When I was 11 years old, I essentially stepped away from store-bought flies and did my best to tie whatever I needed. It wasn't a deliberate decision, but in hindsight, that's what happened. If I wanted a fly, I tied it. When I had a trip of any size planned, my mind raced with thoughts, often ill-conceived, of what the fish there would want. I would sit down and get to work on my "next great" creation, never following pattern recipes, as being creative came easily to me and was way more fun. Fantasies about how well the flies might work, and the incredible fish that might fall for them, are still very much part of my creative process. Sometimes these extended pre-trip tying jams prove more fun and enriching than the actual trip. Tying is food for my soul, and creating something tangible, attractive, and useful gives me a sense of worth that I can't get through a screen or keyboard.

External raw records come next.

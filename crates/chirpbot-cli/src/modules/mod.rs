//! Behavior modules compiled into the binary.

mod ping;

use chirpbot_core::module::AgentModule;

use ping::PingModule;

/// Modules installed by `chirpbot run`, highest priority first.
pub fn builtin_modules() -> Vec<Box<dyn AgentModule>> {
    vec![Box::new(PingModule::default())]
}
//! Stream intake: turns raw stream events into dispatches.

use chirpbot_types::message::Message;
use chirpbot_types::note::{Note, Notification, NotificationKind, StreamEvent};
use tracing::{debug, warn};

use crate::agent::router::{Acknowledgment, DispatchError, EventRouter};

/// What intake did with one stream event.
#[derive(Debug, Clone, PartialEq)]
pub enum IntakeOutcome {
    /// Dropped by the intake rules.
    Ignored,
    /// Routed to the hooks.
    Dispatched(Acknowledgment),
    /// Renote acknowledged with a reaction.
    Reacted(String),
    /// Affinity credited to the user who reacted.
    AffinityCredited { user_id: String, affinity: f64 },
}

impl EventRouter {
    /// Process one stream event and log failures. Never fails.
    pub async fn handle_event(&self, event: StreamEvent) {
        let kind = event.kind();
        match self.process_event(event).await {
            Ok(outcome) => debug!(%kind, ?outcome, "stream event processed"),
            Err(e) => warn!(%kind, error = %e, "stream event dropped"),
        }
    }

    pub async fn process_event(&self, event: StreamEvent) -> Result<IntakeOutcome, DispatchError> {
        match event {
            StreamEvent::Mention(note) => {
                if self.is_own(&note) {
                    return Ok(IntakeOutcome::Ignored);
                }
                let note = self.with_text(note).await?;
                if !self.addresses_agent(&note) {
                    return Ok(IntakeOutcome::Ignored);
                }
                self.dispatch_note(note).await
            }
            StreamEvent::Reply(note) => {
                if self.is_own(&note) || self.addresses_agent(&note) {
                    return Ok(IntakeOutcome::Ignored);
                }
                let note = self.with_text(note).await?;
                self.dispatch_note(note).await
            }
            StreamEvent::Renote(note) => {
                if self.is_own(&note) || (note.text.is_none() && note.files.is_empty()) {
                    return Ok(IntakeOutcome::Ignored);
                }
                let reaction = self.settings.renote_reaction.clone();
                self.agent.api().create_reaction(&note.id, &reaction).await?;
                Ok(IntakeOutcome::Reacted(reaction))
            }
            StreamEvent::DirectMessage(dm) => {
                if dm.user_id == self.agent.account().id {
                    return Ok(IntakeOutcome::Ignored);
                }
                let ack = self.dispatch(Message::from_direct(dm)).await?;
                Ok(IntakeOutcome::Dispatched(ack))
            }
            StreamEvent::Notification(notification) => self.on_notification(notification).await,
        }
    }

    async fn on_notification(&self, notification: Notification) -> Result<IntakeOutcome, DispatchError> {
        match (notification.kind, notification.user) {
            (NotificationKind::Reaction, Some(user)) => {
                let record = self
                    .agent
                    .increment_affinity(&user, self.settings.affinity_increment)
                    .await?;
                Ok(IntakeOutcome::AffinityCredited {
                    user_id: record.user_id,
                    affinity: record.affinity,
                })
            }
            _ => Ok(IntakeOutcome::Ignored),
        }
    }

    async fn dispatch_note(&self, note: Note) -> Result<IntakeOutcome, DispatchError> {
        let ack = self.dispatch(Message::from_note(note)).await?;
        Ok(IntakeOutcome::Dispatched(ack))
    }

    fn is_own(&self, note: &Note) -> bool {
        note.user_id == self.agent.account().id
    }

    fn addresses_agent(&self, note: &Note) -> bool {
        let prefix = format!("@{}", self.agent.account().username);
        note.text.as_deref().is_some_and(|text| text.starts_with(&prefix))
    }

    /// Notes sometimes arrive with their text stripped; fetch the full note.
    async fn with_text(&self, note: Note) -> Result<Note, DispatchError> {
        if note.text.is_some() {
            return Ok(note);
        }
        debug!(note_id = %note.id, "note arrived without text, refetching");
        Ok(self.agent.show_note(&note.id).await?)
    }
}
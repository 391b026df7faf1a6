//! Outbound social API port.
//!
//! The request/response calls the core depends on. The concrete HTTP client
//! lives in chirpbot-infra; the router and modules only see this trait (via
//! [`BoxSocialApi`]).

pub mod box_api;

pub use box_api::BoxSocialApi;

use chirpbot_types::error::ApiError;
use chirpbot_types::note::{DriveFile, NewNote, Note, User};

/// Authenticated calls against the social network.
///
/// Uses native async fn in traits; see [`BoxSocialApi`] for dynamic dispatch.
pub trait SocialApi: Send + Sync {
    /// The account the token belongs to.
    fn fetch_self(&self) -> impl std::future::Future<Output = Result<User, ApiError>> + Send;

    /// Fetch a note by id.
    fn show_note(
        &self,
        note_id: &str,
    ) -> impl std::future::Future<Output = Result<Note, ApiError>> + Send;

    /// Attach a reaction to a note.
    fn create_reaction(
        &self,
        note_id: &str,
        reaction: &str,
    ) -> impl std::future::Future<Output = Result<(), ApiError>> + Send;

    /// Mark a direct message as read.
    fn read_message(
        &self,
        message_id: &str,
    ) -> impl std::future::Future<Output = Result<(), ApiError>> + Send;

    /// Publish a note and return it.
    fn create_note(
        &self,
        note: &NewNote,
    ) -> impl std::future::Future<Output = Result<Note, ApiError>> + Send;

    /// Send a direct message to a user.
    fn send_message(
        &self,
        user_id: &str,
        text: Option<&str>,
        file_id: Option<&str>,
    ) -> impl std::future::Future<Output = Result<(), ApiError>> + Send;

    /// Upload a file to the drive.
    fn upload_file(
        &self,
        bytes: Vec<u8>,
        file_name: &str,
        content_type: &str,
    ) -> impl std::future::Future<Output = Result<DriveFile, ApiError>> + Send;
}
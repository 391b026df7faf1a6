//! Application state shared by the CLI commands.

use std::path::PathBuf;

use chirpbot_infra::config::{default_data_dir, load_agent_config};
use chirpbot_infra::sqlite::SqliteStore;
use chirpbot_infra::sqlite::pool::database_url;
use chirpbot_types::config::AgentConfig;

pub struct AppState {
    pub data_dir: PathBuf,
    pub config: AgentConfig,
    pub store: SqliteStore,
}

impl AppState {
    /// Load `config.toml` and open the database inside `data_dir`
    /// (default `~/.chirpbot`), creating the directory if needed.
    pub async fn init(data_dir: Option<PathBuf>) -> anyhow::Result<Self> {
        let data_dir = data_dir.unwrap_or_else(default_data_dir);
        tokio::fs::create_dir_all(&data_dir).await?;

        let config = load_agent_config(&data_dir).await?;
        let url = database_url(&data_dir, &config.settings.database_file);
        let store = SqliteStore::open(&url).await?;

        tracing::debug!(data_dir = %data_dir.display(), "state initialized");
        Ok(Self {
            data_dir,
            config,
            store,
        })
    }
}

#[cfg(test)]
mod tests {
    use super::*;

    #[tokio::test]
    async fn init_creates_database_in_data_dir() {
        let tmp = tempfile::tempdir().unwrap();
        let data_dir = tmp.path().join("nested");

        let state = AppState::init(Some(data_dir.clone())).await.unwrap();

        assert!(data_dir.join("memory.db").exists());
        assert_eq!(state.config.settings.default_reaction, "love");
        state.store.close().await;
    }

    #[tokio::test]
    async fn init_fails_on_malformed_config() {
        let tmp = tempfile::tempdir().unwrap();
        tokio::fs::write(tmp.path().join("config.toml"), "host = [")
            .await
            .unwrap();

        assert!(AppState::init(Some(tmp.path().to_path_buf())).await.is_err());
    }
}
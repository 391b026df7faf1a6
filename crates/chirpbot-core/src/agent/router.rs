//! Event router.
//!
//! Resolves an inbound [`Message`] to exactly one of: the context hook of the
//! module owning the conversation, or the prioritized mention-hook chain.
//! After dispatch it paces, then acknowledges (reaction or read receipt).

use std::sync::Arc;

use chirpbot_types::config::AgentSettings;
use chirpbot_types::context::ContextTarget;
use chirpbot_types::error::{ApiError, HookError, RepositoryError};
use chirpbot_types::hook::HookOutcome;
use chirpbot_types::message::Message;
use tracing::{debug, warn};

use crate::agent::handle::AgentHandle;
use crate::module::HookRegistry;

/// Why a message was dropped before dispatch.
#[derive(Debug, Clone, Copy, PartialEq, Eq)]
pub enum SkipReason {
    OwnMessage,
    Bot,
}

/// The visible side effect of a completed dispatch.
#[derive(Debug, Clone, PartialEq, Eq)]
pub enum Acknowledgment {
    Skipped(SkipReason),
    /// Direct message marked as read.
    MarkedRead,
    /// Reaction attached to the source note.
    Reacted(String),
    /// Handled, but nothing sent: reaction suppressed or the ack call failed.
    Unacknowledged,
}

/// A dispatch that produced no response.
#[derive(Debug, thiserror::Error)]
pub enum DispatchError {
    #[error(transparent)]
    Hook(#[from] HookError),

    #[error("store error: {0}")]
    Store(#[from] RepositoryError),

    #[error("api error: {0}")]
    Api(#[from] ApiError),
}

/// Acknowledgment settings resolved during dispatch.
#[derive(Debug, Clone, PartialEq, Eq)]
struct Resolution {
    reaction: String,
    immediate: bool,
}

impl Resolution {
    fn apply(&mut self, outcome: &HookOutcome) {
        if let HookOutcome::Respond(result) = outcome {
            if let Some(reaction) = &result.reaction {
                self.reaction = reaction.clone();
            }
            if let Some(immediate) = result.immediate {
                self.immediate = immediate;
            }
        }
    }
}

/// Routes messages to hooks. Cheap to clone; one clone per spawned dispatch.
#[derive(Clone)]
pub struct EventRouter {
    pub(crate) agent: AgentHandle,
    registry: Arc<HookRegistry>,
    pub(crate) settings: Arc<AgentSettings>,
}

impl EventRouter {
    pub fn new(agent: AgentHandle, registry: Arc<HookRegistry>, settings: Arc<AgentSettings>) -> Self {
        Self {
            agent,
            registry,
            settings,
        }
    }

    pub fn agent(&self) -> &AgentHandle {
        &self.agent
    }

    pub fn registry(&self) -> &HookRegistry {
        &self.registry
    }

    /// Dispatch and log the outcome. Never fails.
    pub async fn handle_incoming(&self, msg: Message) {
        let id = msg.id.clone();
        match self.dispatch(msg).await {
            Ok(ack) => debug!(message_id = %id, ?ack, "message dispatched"),
            Err(e) => warn!(message_id = %id, error = %e, "dispatch failed, no response sent"),
        }
    }

    /// Route one message and return the acknowledgment that was emitted.
    ///
    /// A failing hook aborts the dispatch before pacing: nothing is
    /// acknowledged and stored contexts and timers are left as they are.
    pub async fn dispatch(&self, msg: Message) -> Result<Acknowledgment, DispatchError> {
        debug!(message_id = %msg.id, is_dm = msg.is_dm, "message received");

        if msg.user_id() == self.agent.account().id {
            return Ok(Acknowledgment::Skipped(SkipReason::OwnMessage));
        }
        if msg.user.is_bot {
            return Ok(Acknowledgment::Skipped(SkipReason::Bot));
        }

        let mut resolution = Resolution {
            reaction: self.settings.default_reaction.clone(),
            immediate: false,
        };

        let context = match ContextTarget::for_message(&msg) {
            Some(target) => self.agent.store().find_context(&target).await?,
            None => None,
        };

        let fall_through = match context {
            Some(context) => match self.registry.context_hook(&context.module) {
                Some(hook) => {
                    debug!(module = %context.module, key = ?context.key, "invoking context hook");
                    let outcome = hook(context.key.clone(), msg.clone(), context.data.clone())
                        .await
                        .map_err(|source| HookError::Failed {
                            module: context.module.clone(),
                            source,
                        })?;
                    resolution.apply(&outcome);
                    outcome == HookOutcome::Pass
                }
                None => {
                    warn!(module = %context.module, "context names a module without a context hook");
                    true
                }
            },
            None => true,
        };

        if fall_through {
            self.invoke_mention_hooks(&msg, &mut resolution).await?;
        }

        if !resolution.immediate {
            tokio::time::sleep(self.settings.pacing_delay()).await;
        }

        Ok(self.acknowledge(&msg, &resolution.reaction).await)
    }

    async fn invoke_mention_hooks(
        &self,
        msg: &Message,
        resolution: &mut Resolution,
    ) -> Result<(), HookError> {
        for (module, hook) in self.registry.mention_hooks() {
            let outcome = hook(msg.clone()).await.map_err(|source| HookError::Failed {
                module: module.clone(),
                source,
            })?;
            if outcome.is_definitive() {
                debug!(%module, "mention hook handled message");
                resolution.apply(&outcome);
                return Ok(());
            }
        }
        Ok(())
    }

    async fn acknowledge(&self, msg: &Message, reaction: &str) -> Acknowledgment {
        let api = self.agent.api();
        if msg.is_dm {
            match api.read_message(&msg.id).await {
                Ok(()) => Acknowledgment::MarkedRead,
                Err(e) => {
                    warn!(message_id = %msg.id, error = %e, "failed to mark message read");
                    Acknowledgment::Unacknowledged
                }
            }
        } else if reaction.is_empty() {
            Acknowledgment::Unacknowledged
        } else {
            match api.create_reaction(&msg.id, reaction).await {
                Ok(()) => Acknowledgment::Reacted(reaction.to_string()),
                Err(e) => {
                    warn!(note_id = %msg.id, error = %e, "failed to react");
                    Acknowledgment::Unacknowledged
                }
            }
        }
    }
}

impl std::fmt::Debug for EventRouter {
    fn fmt(&self, f: &mut std::fmt::Formatter<'_>) -> std::fmt::Result {
        f.debug_struct("EventRouter")
            .field("agent", &self.agent)
            .field("registry", &self.registry)
            .finish()
    }
}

As an adult member of society, I am a fairly easy-going, accepting person. I sincerely enjoy and like most people, I'm not horribly caught up in my own opinions, nor fond of hearing myself speak, and I am not snobby or particular when it comes to food, fly rods, or alcohol. But when it comes to critically evaluating flies and how they are designed, I must admit that I'm a bit of a prick. It is the only part of my life in which any type of engineering aptitude emerges, and flaws in form, function, silhouette, and aesthetics jump out at me as though they were illuminated in neon. My fly-tying mentors taught me to be this way before I was a teen, and since there wasn't very much going on in my head back then, it stuck. I am now 58 years old, and I have been tying and scrutinizing flies for 50 years. My critical eye for flies is the cross I bear, and rectifying design shortcomings at the vise each night is one of my greatest sources of purpose and pleasure. These are some of the only problems in today’s unhinged world that I can actually solve, and I really enjoy creating better bugs for myself and anyone else willing to give them a go.
One day in what might have been 2008, I was fishing, and I caught a grasshopper. I looked at it, long and hard, trying to break it down to its most fundamental attributes. I immediately realized that none of the patterns currently on the market captured the strong angular essence of the creature that was now drooling brown juice onto my hand. Likewise, I had no idea how I would crack the grasshopper code, but I committed to trying. I put the little wriggler in my fly box, and when I unpacked my fishing gear that night, I stuck a pin through the poor thing and stuck it to the cabinet where my tying lamp sat. It remained there, in my immediate sight, for two years, and I would study it almost every night. As a tyer, it was hard to figure out where to start. At that point, no tyers that I was aware of had created long, sharply defined tapers that floated, but that was exactly what was needed. I played with foam endlessly and eventually started laminating multiple layers of it together and then cutting it with long kitchen shears into various shapes. This was the advent of what I call "foam sculpting.” It differed from almost all existing tying methods, as the body was essentially made and laboriously beveled off-vise. Then, with a little slit in the belly and a bit of thread and glue, it was attached, in near-finished form, to the hook. It was unconventional, but it created the defined profile I was after. I fussed with the design and proportions for another six months, always referring to the now dusty, crunchy little fellow pinned to my cabinet. From my sometimes-cynical perspective, one of the pitfalls that affects most fly designers is that they "think" they know what a natural looks like, and they tie accordingly, without critically cross-referencing them or breaking down their most basic silhouette attributes. This hopper was not going to fall into that trap, and in an effort to mimic its angular, almost geometric lines, a new style of tying was created.